Many companies underestimate the hazards represented by lost or stolen mobile devices. When losses actually occur, however, most companies react by blaming the employees, not their own policies.Andreas Fischer
There are clear pros and cons to the use of mobile devices in companies and the related trend toward Bring Your Own Device (BYOD) – the use of private smartphones and tablets within the corporate infrastructure. A recent German/British study conducted by market research specialist Vanson Bourne found that nearly half (44%) of surveyed companies had experienced the loss of a mobile device by an executive in the past year.
Vanson Bourne's analysis encompasses not just smartphones, tablets and laptops, but also USB sticks. Roughly 39 percent of polled organizations indicated that at least one management-level employees has had a device stolen. Things look even worse further down in the hierarchy: 54 percent of non-managerial employees have lost a mobile device. Roughly 49 percent indicated that they've had a device stolen.
Ninety-three percent of all lost hardware contained business-related data, claims Imation, the IT security specialists who commissioned the study. Forty-nine percent contained sensitive emails, while 38 percent held internal files or documents. Another 24 percent were used to store customer data, and 15 percent included financial data.
In spite of these findings, Imation sees a lack of proper corporate security measures on this issue. For example, 32 percent of the surveyed organizations had no policy requiring the encryption or password protection of data on mobile devices. This didn't prevent them from punishing employees who were the victim of data loss, however.

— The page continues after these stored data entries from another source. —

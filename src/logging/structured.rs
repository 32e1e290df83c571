//! Structured logging utilities.
//!
//! Provides context-aware logging with the document source and check name
//! included in every log message.

use std::fmt;

/// Logging context for decoding one document.
#[derive(Debug, Clone)]
pub struct LogContext {
    pub source: String,
    pub check: Option<String>,
}

impl LogContext {
    pub fn new(source: &str) -> Self {
        Self {
            source: source.to_string(),
            check: None,
        }
    }

    pub fn with_check(&self, check: &str) -> Self {
        Self {
            source: self.source.clone(),
            check: Some(check.to_string()),
        }
    }

    /// Context for the element at `index` of a definition array.
    pub fn with_index(&self, index: usize) -> Self {
        Self {
            source: format!("{}[{}]", self.source, index),
            check: self.check.clone(),
        }
    }
}

impl Default for LogContext {
    fn default() -> Self {
        Self::new("inline")
    }
}

impl fmt::Display for LogContext {
    fn fmt(&self, f: &mut fmt::Formatter<'_>) -> fmt::Result {
        match &self.check {
            Some(name) => write!(f, "[source={}] [check={}]", self.source, name),
            None => write!(f, "[source={}]", self.source),
        }
    }
}

/// Log an info message with context.
#[macro_export]
macro_rules! log_info {
    ($ctx:expr, $event:expr, $($key:ident = $value:expr),+ $(,)?) => {
        log::info!(
            "{} {} {}",
            $ctx,
            $event,
            format_args!(concat!($(stringify!($key), "={:?} "),+), $($value),+)
        );
    };
}

/// Log a warning message with context.
#[macro_export]
macro_rules! log_warn {
    ($ctx:expr, $event:expr, $($key:ident = $value:expr),+ $(,)?) => {
        log::warn!(
            "{} {} {}",
            $ctx,
            $event,
            format_args!(concat!($(stringify!($key), "={:?} "),+), $($value),+)
        );
    };
}

/// Log a debug message with context.
#[macro_export]
macro_rules! log_debug {
    ($ctx:expr, $event:expr, $($key:ident = $value:expr),+ $(,)?) => {
        log::debug!(
            "{} {} {}",
            $ctx,
            $event,
            format_args!(concat!($(stringify!($key), "={:?} "),+), $($value),+)
        );
    };
}

#[cfg(test)]
mod tests {
    use super::*;

    #[test]
    fn test_log_context_display() {
        let ctx = LogContext::new("checks.json");
        assert_eq!(format!("{}", ctx), "[source=checks.json]");

        let ctx_with_check = ctx.with_check("web");
        assert_eq!(
            format!("{}", ctx_with_check),
            "[source=checks.json] [check=web]"
        );
    }

    #[test]
    fn test_log_context_index() {
        let ctx = LogContext::new("checks.json").with_index(3);
        assert_eq!(format!("{}", ctx), "[source=checks.json[3]]");
    }

    #[test]
    fn test_macros_expand() {
        let ctx = LogContext::default();
        crate::log_debug!(ctx, "TEST_EVENT", field = "Interval", nanos = 10);
        crate::log_info!(ctx, "TEST_EVENT", count = 1usize);
    }
}
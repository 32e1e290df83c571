//! Error types for check definition decoding.

use thiserror::Error;

/// Error returned when a check definition cannot be decoded.
///
/// Decoding aborts on the first failure; no partial record is ever handed
/// back alongside an error.
///
/// # Example
///
/// ```
/// use checkdef_core::{decode_str, CheckDefinitionError};
///
/// match decode_str(r#"{"Name": "web", "Interval": "soon"}"#) {
///     Err(CheckDefinitionError::MalformedValue { field, .. }) => assert_eq!(field, "Interval"),
///     other => panic!("unexpected: {:?}", other),
/// }
/// ```
#[derive(Error, Debug)]
pub enum CheckDefinitionError {
    /// A field held a value of the wrong shape.
    ///
    /// Raised for duration fields holding something other than a duration
    /// literal or a number, for unparseable duration literals, and for typed
    /// fields receiving the wrong JSON type.
    #[error("malformed value for {field}: {value} ({reason})")]
    MalformedValue {
        /// Document key the value was read from
        field: String,
        /// Offending raw value, rendered as JSON
        value: String,
        /// Short description of what was expected
        reason: String,
    },

    /// The input text was not valid JSON.
    #[error("invalid JSON document: {0}")]
    Json(#[from] serde_json::Error),

    /// One element of a definition array failed to decode.
    #[error("check definition at index {index}: {source}")]
    Entry {
        index: usize,
        #[source]
        source: Box<CheckDefinitionError>,
    },
}

impl CheckDefinitionError {
    pub fn malformed(field: &str, value: &serde_json::Value, reason: impl Into<String>) -> Self {
        CheckDefinitionError::MalformedValue {
            field: field.to_string(),
            value: value.to_string(),
            reason: reason.into(),
        }
    }

    /// Whether this error (or the element error it wraps) is a malformed value.
    pub fn is_malformed_value(&self) -> bool {
        match self {
            CheckDefinitionError::MalformedValue { .. } => true,
            CheckDefinitionError::Entry { source, .. } => source.is_malformed_value(),
            CheckDefinitionError::Json(_) => false,
        }
    }
}

pub type Result<T> = std::result::Result<T, CheckDefinitionError>;

#[cfg(test)]
mod tests {
    use super::*;
    use serde_json::json;

    #[test]
    fn test_malformed_display() {
        let err = CheckDefinitionError::malformed("TTL", &json!("bogus"), "invalid duration");
        assert_eq!(
            err.to_string(),
            r#"malformed value for TTL: "bogus" (invalid duration)"#
        );
        assert!(err.is_malformed_value());
    }

    #[test]
    fn test_entry_wraps_source() {
        let inner = CheckDefinitionError::malformed("Interval", &json!(true), "expected duration");
        let err = CheckDefinitionError::Entry {
            index: 2,
            source: Box::new(inner),
        };
        assert!(err.to_string().starts_with("check definition at index 2:"));
        assert!(err.is_malformed_value());
    }
}
//! Per-frame encode driver.
//!
//! Downsampled sources and the base reconstruction come in; the
//! serialized enhancement payload and the full reconstruction (the
//! decoder's exact output, used for temporal feedback and reporting) come
//! out.

use bytes::Bytes;

use crate::config::{BaseFrameType, ScalingMode, SignaledConfiguration, TemporalSwm, TileDimensions, UserDataMode};
use crate::decoder::{pass_step_widths, plane_step_width};
use crate::dimensions::Dimensions;
use crate::dither::Dither;
use crate::image::{Image, ImageDescription, Plane};
use crate::surface::Surface;
use crate::syntax::{self, blocks, FrameSymbols, PlaneSymbols};
use crate::temporal::{self, UserDataSource};
use crate::transform::{self, TransformKind};
use crate::{
    compose, convert, deblock, downsample, quantize, upsample, Error, Result, LOQ_LEVEL_1, LOQ_LEVEL_2,
    MAX_NUM_LAYERS, MAX_NUM_LOQS, MAX_NUM_PLANES, MAX_STEP_WIDTH, MIN_STEP_WIDTH,
};

/// Encoder-only knobs, never signalled in the bitstream.
#[derive(Debug, Clone)]
pub struct EncoderConfiguration {
    /// LoQ-2 step width scale (in 1/1000 units) applied on intra frames
    /// of temporal streams; 1000 disables it.
    pub temporal_cq_sw_multiplier: u32,
    /// Payload generator for embedded user data.
    pub user_data_method: crate::config::UserDataMethod,
    /// Per-block SAD above which coefficients may be culled; 0 disables.
    pub sad_threshold: u32,
    /// Magnitude scale for the SAD-guided coefficient cull; 0 disables.
    pub sad_coeff_threshold: u32,
    /// Reduced dead-zone numerator (of 5) for static content; 5 disables.
    pub quant_reduced_deadzone: u32,
    /// Carry a temporal layer even on no-enhancement pictures.
    pub no_enhancement_temporal_layer: bool,
    /// Downsampling kernel for the source pyramid.
    pub downsample: crate::config::Downsample,
}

Thirty-seven percent of respondents indicated that at least one employee in the company had been subject to disciplinary proceedings due to lost corporate data. Thirty-two percent knew at least one person who had lost their job in the past year for this reason. Fully 48 percent of surveyed IT decision makers admitted however that they cannot trace when and if employees are leaving corporate premises with data in tow.
"Despite constant warnings about data security and almost daily headlines about data loss, companies remain unable to protect their intellectual property effectively. The benefits of encryption and password protection are nothing new, yet many companies simply ignore the need for basic security measures," says Nicholas Banks, Vice President for EMEA and APAC at Imation subsidiary IronKey.
"Although companies know that many employees abuse the guidelines for mobile work, they do nothing about it. The survey findings highlight a careless handling of business devices and data. Many employees, including top executives, are apparently unaware of the consequences of data loss," Banks concludes. "Companies have an obligation to protect corporate data and the devices or storage media on which it is stored."